"Can I ask you for some advice?"
I get asked this question almost daily. Sometimes I feel like Lucy from Charlie Brown. For you kids, that was a cartoon back in the day. And we're not talking The Family Guy. Cartoons, the kind that were meant for kids.
I'm not a great advice giver. I promise. But I'll try.
Here are a couple of things to consider as the season approaches:
- Do you get it? Either you do or you don't. It's that simple. Do you have good grades? Do you honor the rules and guidelines that are given to you by your parents, teachers, coaches, leaders and those that have your best interest at heart? Do you play hard in blowouts? Do you run through a wall in practice? Do you stand up for your teammates? Do you do the right thing? People are watching. They are always watching.

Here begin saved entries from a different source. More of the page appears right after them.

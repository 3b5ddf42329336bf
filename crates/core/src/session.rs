// State shared by the control surface and one session's render engine

use crate::position::PositionTracker;
use crate::seek::SeekCoordinator;
use crate::source::SourceInfo;
use crate::state::{PlaybackStatus, TransportCell, TransportState};
use std::sync::atomic::{AtomicBool, Ordering};
use std::sync::Arc;

/// One loaded source's atomics. Rebuilt on every load; the loop flag is
/// owned by the player and survives loads.
#[derive(Debug)]
pub struct SessionShared {
    pub transport: TransportCell,
    pub position: PositionTracker,
    pub seek: SeekCoordinator,
    pub looping: Arc<AtomicBool>,
    pub info: SourceInfo,
}

impl SessionShared {
    pub fn new(info: SourceInfo, looping: Arc<AtomicBool>) -> Self {
        Self {
            transport: TransportCell::new(TransportState::Stopped),
            position: PositionTracker::new(0),
            seek: SeekCoordinator::default(),
            looping,
            info,
        }
    }

    pub fn should_loop(&self) -> bool {
        self.looping.load(Ordering::Relaxed)
    }

    /// Pending seek target if one is queued, else the current frame
    pub fn target_frame(&self) -> u64 {
        self.seek
            .peek()
            .map(|frame| frame.min(self.info.total_frames))
            .unwrap_or_else(|| self.position.get())
    }

    pub fn status(&self) -> PlaybackStatus {
        PlaybackStatus {
            state: self.transport.get(),
            frame_index: self.position.get(),
            total_frames: self.info.total_frames,
            sample_rate: self.info.sample_rate,
            should_loop: self.should_loop(),
        }
    }
}

#[cfg(test)]
mod tests {
    use super::*;

    fn info() -> SourceInfo {
        SourceInfo {
            total_frames: 1000,
            sample_rate: 100,
            channels: 1,
        }
    }

    #[test]
    fn test_status_reports_consumed_position() {
        let shared = SessionShared::new(info(), Arc::new(AtomicBool::new(false)));
        shared.position.set(10);
        assert_eq!(shared.target_frame(), 10);

        shared.seek.request(500);
        assert_eq!(shared.target_frame(), 500);
        assert_eq!(shared.status().frame_index, 10);
        assert_eq!(shared.status().current_time(), 0.1);
    }

    #[test]
    fn test_loop_flag_is_shared() {
        let looping = Arc::new(AtomicBool::new(false));
        let shared = SessionShared::new(info(), looping.clone());
        looping.store(true, Ordering::Relaxed);
        assert!(shared.status().should_loop);
    }
}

- Are you humble? Guess what, it's okay to say you didn't do something right. It's okay to sit back, take the tongue-lashing from a coach or hear a criticism from someone that knows the game and the recruiting process. Learn from it. Get better from it. You learn the most when you are the most humble. Swallow your pride every once in a while. Part of becoming a man, is taking it like a man.
- Find your fit. Parents and players ask round the clock about what school is the best. It's about the fit. Of course, everyone wants to play at the highest level. Who doesn't want to hear Dickie V go crazy about you? But guess what, there is more to life than that. Don't rob yourself of a great opportunity because you want to go to a high-major and play when the games are clearly in the books. Will you find your best fit at a: High-major? Mid-major? Low-major? Division II? Division III? Junior college? NAIA? Do your homework. Finding the best fit is the first start to an amazing college experience.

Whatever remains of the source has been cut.